NATIONAL HARBOR, Md. — U.S. Air Force Special Operations Command (AFSOC) and the U.S. Marine Corps have agreed to “present a united front” to industry on the need to overcome “challenges” with the V-22 Osprey tilt-rotor aircraft, AFSOC’s new commander said Sept. 21.
Air Force Lt. Gen. Brad Webb, who took the AFSOC helm about two previously, revealed that he and Lt. Gen. Jon Davis, the Marine Corps’ aviation chief, decided at a recent meeting to “walk lockstep” on the V-22.
“Aircraft availability and utilization rates are not what we would expect,” Webb said at a press briefing at the Air Force Association’s Air, Space and Cyber Conference. “A lot of the focus is on the [engine] nacelle pieces. We really need to address this. It would go a long way toward [improving] aircraft availability.”
Built by Bell Helicopter Textron [TXT] and Boeing [BA], the Osprey has been operating in harsher-than-expected environmental conditions, such as large amounts of dust. As a result, about 60 percent of the maintenance AFSOC does on its CV-22 variant “is directly drawn to some components within the nacelle,” Webb told reporters. “We’re working that with industry right now.”

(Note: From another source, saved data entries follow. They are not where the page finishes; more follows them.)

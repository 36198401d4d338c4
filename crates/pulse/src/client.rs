//! Pulse client implementation.

use crate::builders::{error_chain, CrashBuilder, EndEventBuilder, EventBuilder};
use crate::clock::Clock;
use crate::config::{Config, PulseBuilder};
use crate::metrics::MetricsProvider;
use crate::queue::{validate_segmentation, EventQueue};
use crate::request::RequestBuilder;
use crate::store::DurableStore;
use crate::transport::{HttpTransport, Transport};
use crate::types::{Segmentation, SessionStatus};
use crate::wire::Renderer;
use crate::worker::{DeviceIdentity, Dispatcher};
use crate::Error;
use std::sync::atomic::{AtomicBool, Ordering};
use std::sync::Arc;
use std::time::Instant;
use tokio::sync::Mutex;
use tracing::{debug, info, instrument, warn};

/// State guarded by the client's coarse lock.
#[derive(Debug, Default)]
struct ClientState {
    session_active: bool,
    crash_logs: Vec<String>,
    crash_segments: Segmentation,
}

/// Pulse telemetry client.
///
/// Events, session markers and crash reports are persisted first and
/// delivered by a single background worker. Delivery never blocks the
/// caller and its failures are never returned: a request the collector
/// could not take stays queued until a later operation triggers another
/// attempt.
///
/// # Example
///
/// ```rust,no_run
/// use pulse::Pulse;
///
/// #[tokio::main]
/// async fn main() -> Result<(), pulse::Error> {
///     let client = Pulse::builder("https://collector.example.com", "my-app")
///         .device_id("device-123")
///         .storage_path("/var/lib/my-app/pulse.json")
///         .build()?;
///
///     client.begin_session().await?;
///
///     client.event("level_completed")
///         .segment("level", "3")
///         .record()
///         .await?;
///
///     client.end_session().await?;
///     client.shutdown().await?;
///     Ok(())
/// }
/// ```
pub struct Pulse {
    config: Arc<Config>,
    store: Arc<DurableStore>,
    queue: EventQueue,
    requests: RequestBuilder,
    dispatcher: Dispatcher,
    device: Arc<DeviceIdentity>,
    metrics: Arc<dyn MetricsProvider>,
    state: Mutex<ClientState>,
    started_at: Instant,
    is_shutdown: AtomicBool,
}

impl Pulse {
    /// Create a new builder for the given collector URL and application name.
    pub fn builder(server_url: impl Into<String>, app_name: impl Into<String>) -> PulseBuilder {
        PulseBuilder::new(server_url, app_name)
    }

    pub(crate) fn from_parts(
        config: Config,
        storage: Arc<dyn crate::storage::Storage>,
        transport: Arc<dyn Transport>,
        metrics: Arc<dyn MetricsProvider>,
    ) -> Self {
        let config = Arc::new(config);
        let clock = Arc::new(Clock::system());
        let store = Arc::new(DurableStore::new(
            storage,
            config.request_capacity(),
            config.event_capacity(),
        ));
        let device = Arc::new(DeviceIdentity::new(config.device_id().map(String::from)));

        let queue = EventQueue::new(store.clone(), clock.clone());
        let requests = RequestBuilder::new(config.clone(), clock, metrics.clone(), store.clone());
        let dispatcher = Dispatcher::new(
            store.clone(),
            transport,
            Arc::new(Renderer::new(&config)),
            device.clone(),
        );

        debug!(
            endpoint = %config.endpoint(),
            threshold = config.event_flush_threshold(),
            "pulse client created"
        );

        Self {
            config,
            store,
            queue,
            requests,
            dispatcher,
            device,
            metrics,
            state: Mutex::new(ClientState::default()),
            started_at: Instant::now(),
            is_shutdown: AtomicBool::new(false),
        }
    }

    /// Get the client configuration.
    pub fn config(&self) -> &Config {
        &self.config
    }

    /// Get the device id requests are delivered under, if known.
    pub fn device_id(&self) -> Option<String> {
        self.device.get()
    }

    /// Check if a delivery worker is running.
    pub fn is_delivering(&self) -> bool {
        self.dispatcher.is_running()
    }

    /// Check if a session is currently open.
    pub async fn is_session_active(&self) -> bool {
        self.state.lock().await.session_active
    }

    /// Get the number of requests awaiting delivery.
    pub async fn pending_request_count(&self) -> Result<usize, Error> {
        self.store.request_count().await
    }

    /// Get the number of events not yet drained into a batch.
    pub async fn pending_event_count(&self) -> Result<usize, Error> {
        self.queue.len().await
    }

    // ============================================
    // SESSIONS
    // ============================================

    /// Open a session and queue its begin marker.
    pub async fn begin_session(&self) -> Result<(), Error> {
        self.ensure_not_shutdown()?;

        let mut state = self.state.lock().await;
        self.requests.begin_session().await?;
        state.session_active = true;
        drop(state);

        self.dispatcher.tick().await;
        Ok(())
    }

    /// Close the session.
    ///
    /// Pending events are batched first so the collector sees them before
    /// the end marker.
    pub async fn end_session(&self) -> Result<(), Error> {
        self.ensure_not_shutdown()?;

        let mut state = self.state.lock().await;
        self.flush_locked(&state).await?;
        self.requests.end_session().await?;
        state.session_active = false;
        drop(state);

        self.dispatcher.tick().await;
        Ok(())
    }

    // ============================================
    // EVENTS
    // ============================================

    /// Record an event.
    ///
    /// # Example
    ///
    /// ```rust,no_run
    /// # use pulse::Pulse;
    /// # async fn example(client: &Pulse) -> Result<(), pulse::Error> {
    /// client.event("purchase")
    ///     .segment("sku", "a-100")
    ///     .duration(2.5)
    ///     .record()
    ///     .await?;
    /// # Ok(())
    /// # }
    /// ```
    pub fn event(&self, key: impl Into<String>) -> SendableEvent<'_> {
        SendableEvent {
            builder: EventBuilder::new(key),
            client: self,
        }
    }

    /// Start timing an event.
    ///
    /// Returns `false` if `key` is already being timed.
    pub async fn start_event(&self, key: &str) -> Result<bool, Error> {
        self.ensure_not_shutdown()?;

        let _state = self.state.lock().await;
        self.queue.start(key).await
    }

    /// Check if `key` has a timed event in progress.
    pub async fn is_timing_event(&self, key: &str) -> bool {
        self.queue.is_timing(key).await
    }

    /// Finish a timed event started with [`Pulse::start_event`].
    pub fn end_event(&self, key: impl Into<String>) -> SendableEndEvent<'_> {
        SendableEndEvent {
            builder: EndEventBuilder::new(key),
            client: self,
        }
    }

    // ============================================
    // CRASHES
    // ============================================

    /// Append a line to the log attached to the next crash report.
    pub async fn add_crash_log(&self, line: impl Into<String>) {
        self.state.lock().await.crash_logs.push(line.into());
    }

    /// Replace the custom segments attached to crash reports.
    pub async fn set_custom_crash_segments(&self, segments: Segmentation) -> Result<(), Error> {
        validate_segmentation(Some(&segments))?;
        self.state.lock().await.crash_segments = segments;
        Ok(())
    }

    /// Queue a crash report for `error`.
    ///
    /// The accumulated crash log is attached and cleared.
    pub async fn report_crash(&self, error: impl Into<String>, nonfatal: bool) -> Result<(), Error> {
        self.ensure_not_shutdown()?;

        let error = error.into();
        if error.is_empty() {
            return Err(Error::InvalidArgument("crash error text cannot be empty".into()));
        }

        let mut state = self.state.lock().await;
        let mut snapshot = self.metrics.crash_snapshot();
        if snapshot.background.is_none() {
            snapshot.background = Some(!state.session_active);
        }

        let crash = CrashBuilder::new(error, nonfatal)
            .logs(std::mem::take(&mut state.crash_logs))
            .custom(state.crash_segments.clone())
            .snapshot(snapshot)
            .uptime_ms(self.started_at.elapsed().as_millis() as i64)
            .build();

        self.requests.crash_report(crash).await?;
        drop(state);

        self.dispatcher.tick().await;
        Ok(())
    }

    /// Queue a non-fatal crash report for a handled error, including its
    /// chain of sources.
    pub async fn log_error(&self, error: &(dyn std::error::Error + 'static)) -> Result<(), Error> {
        self.report_crash(error_chain(error), true).await
    }

    // ============================================
    // LIFECYCLE
    // ============================================

    /// Batch all pending events into one request and trigger delivery.
    #[instrument(skip(self))]
    pub async fn flush(&self) -> Result<(), Error> {
        self.ensure_not_shutdown()?;

        let state = self.state.lock().await;
        self.flush_locked(&state).await?;
        drop(state);

        self.dispatcher.tick().await;
        Ok(())
    }

    /// Trigger delivery of pending requests.
    ///
    /// Returns whether a new delivery worker was started.
    pub async fn tick(&self) -> bool {
        self.dispatcher.tick().await
    }

    /// Set the device id and deliver anything that was waiting for it.
    pub async fn set_device_id(&self, device_id: impl Into<String>) -> Result<(), Error> {
        self.ensure_not_shutdown()?;

        let device_id = device_id.into();
        if device_id.is_empty() {
            return Err(Error::InvalidArgument("device id cannot be empty".into()));
        }

        self.device.set(device_id);
        self.dispatcher.tick().await;
        Ok(())
    }
    /// Wait until no delivery worker is running.
    /// Wait until the current delivery worker has finished.
    pub async fn wait_idle(&self) {
        self.dispatcher.wait_idle().await;
    }

    /// Discard every pending request, event and timed event.
    pub async fn reset(&self) -> Result<(), Error> {
        let _state = self.state.lock().await;
        self.store.clear().await?;
        self.queue.clear_timed().await;
        info!("pending telemetry discarded");
        Ok(())
    }

    /// Shutdown the client gracefully.
    ///
    /// Batches pending events and waits for one delivery pass. Later calls
    /// return [`Error::Shutdown`].
    #[instrument(skip(self))]
    pub async fn shutdown(&self) -> Result<(), Error> {
        if self.is_shutdown.swap(true, Ordering::SeqCst) {
            return Ok(());
        }

        info!("shutting down client");

        let state = self.state.lock().await;
        self.flush_locked(&state).await?;
        drop(state);

        self.dispatcher.wait_idle().await;
        self.dispatcher.tick().await;
        self.dispatcher.wait_idle().await;

        let remaining = self.store.request_count().await?;
        if remaining > 0 {
            warn!(remaining, "requests still pending at shutdown");
        }

        Ok(())
    }

    // ============================================
    // INTERNAL
    // ============================================

    fn ensure_not_shutdown(&self) -> Result<(), Error> {
        if self.is_shutdown.load(Ordering::SeqCst) {
            return Err(Error::Shutdown);
        }
        Ok(())
    }

    fn session_status(state: &ClientState) -> SessionStatus {
        if state.session_active {
            SessionStatus::Active
        } else {
            SessionStatus::Inactive
        }
    }

    async fn flush_locked(&self, state: &ClientState) -> Result<(), Error> {
        let events = self.queue.drain_as_batch().await?;
        if events.is_empty() {
            return Ok(());
        }

        let event_count = events.len();
        let stored = self
            .requests
            .event_batch(events, Self::session_status(state))
            .await?;
        if stored {
            debug!(event_count, "event batch queued");
        } else {
            warn!(event_count, "request queue full, event batch dropped");
        }
        Ok(())
    }

    async fn maybe_flush_locked(&self, state: &ClientState) -> Result<(), Error> {
        if self.queue.len().await? >= self.config.event_flush_threshold() {
            self.flush_locked(state).await?;
        }
        Ok(())
    }

    async fn record_event(&self, builder: EventBuilder) -> Result<(), Error> {
        self.ensure_not_shutdown()?;

        let (key, segmentation, duration) = builder.into_parts();
        let state = self.state.lock().await;
        self.queue.record(&key, segmentation, duration).await?;
        self.maybe_flush_locked(&state).await?;
        drop(state);

        self.dispatcher.tick().await;
        Ok(())
    }

    async fn finish_event(&self, builder: EndEventBuilder) -> Result<bool, Error> {
        self.ensure_not_shutdown()?;

        let (key, segmentation) = builder.into_parts();
        let state = self.state.lock().await;
        let ended = self.queue.end(&key, segmentation).await?;
        if ended {
            self.maybe_flush_locked(&state).await?;
        }
        drop(state);

        self.dispatcher.tick().await;
        Ok(ended)
    }
}

impl PulseBuilder {
    /// Build the Pulse client.
    pub fn build(self) -> Result<Pulse, Error> {
        let parts = self.build_parts()?;
        let transport: Arc<dyn Transport> = match parts.transport {
            Some(transport) => transport,
            None => Arc::new(HttpTransport::new(&parts.config)?),
        };

        Ok(Pulse::from_parts(
            parts.config,
            parts.storage,
            transport,
            parts.metrics,
        ))
    }
}

// ============================================
// SENDABLE WRAPPERS
// ============================================

/// Sendable event builder.
pub struct SendableEvent<'a> {
    builder: EventBuilder,
    client: &'a Pulse,
}

impl<'a> SendableEvent<'a> {
    /// Add a segmentation entry.
    pub fn segment(mut self, key: impl Into<String>, value: impl Into<String>) -> Self {
        self.builder = self.builder.segment(key, value);
        self
    }

    /// Add every entry of `segmentation`.
    pub fn segmentation(mut self, segmentation: Segmentation) -> Self {
        self.builder = self.builder.segmentation(segmentation);
        self
    }

    /// Set the event duration.
    pub fn duration(mut self, duration: f64) -> Self {
        self.builder = self.builder.duration(duration);
        self
    }

    /// Record the event.
    pub async fn record(self) -> Result<(), Error> {
        self.client.record_event(self.builder).await
    }
}

/// Sendable end of a timed event.
pub struct SendableEndEvent<'a> {
    builder: EndEventBuilder,
    client: &'a Pulse,
}

impl<'a> SendableEndEvent<'a> {
    /// Add a segmentation entry.
    pub fn segment(mut self, key: impl Into<String>, value: impl Into<String>) -> Self {
        self.builder = self.builder.segment(key, value);
        self
    }

    /// Add every entry of `segmentation`.
    pub fn segmentation(mut self, segmentation: Segmentation) -> Self {
        self.builder = self.builder.segmentation(segmentation);
        self
    }

    /// Record the timed event. Returns `false` if `key` was not being timed.
    pub async fn send(self) -> Result<bool, Error> {
        self.client.finish_event(self.builder).await
    }
}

Other challenges facing AFSOC include trying to modernize equipment while continuously being at war in multiple places, according to the general. The command currently has more than 1,200 people and 62 aircraft deployed in 29 countries.
While most U.S. allies in Europe struggle with tight defense budgets, Webb, who previously served as commander of NATO Special Operations Headquarters in Belgium for about two years, was encouraged to see growing support among alliance members for special operations forces (SOF).
“SOF is on a positive upswing in Europe,” he said. “Just in my time in command there … no fewer than seven countries have acknowledged and stood up their own special operations commands and, with that, the requisite funding streams, which becomes really important when you talk about being able to get new technology to the special operator in a hurry.”
But SOF aviation remains a “hard one to crack” because aircraft are expensive and because countries that have such “precious” equipment prefer to dedicate their aviation assets to their own use instead of to NATO’s, he added.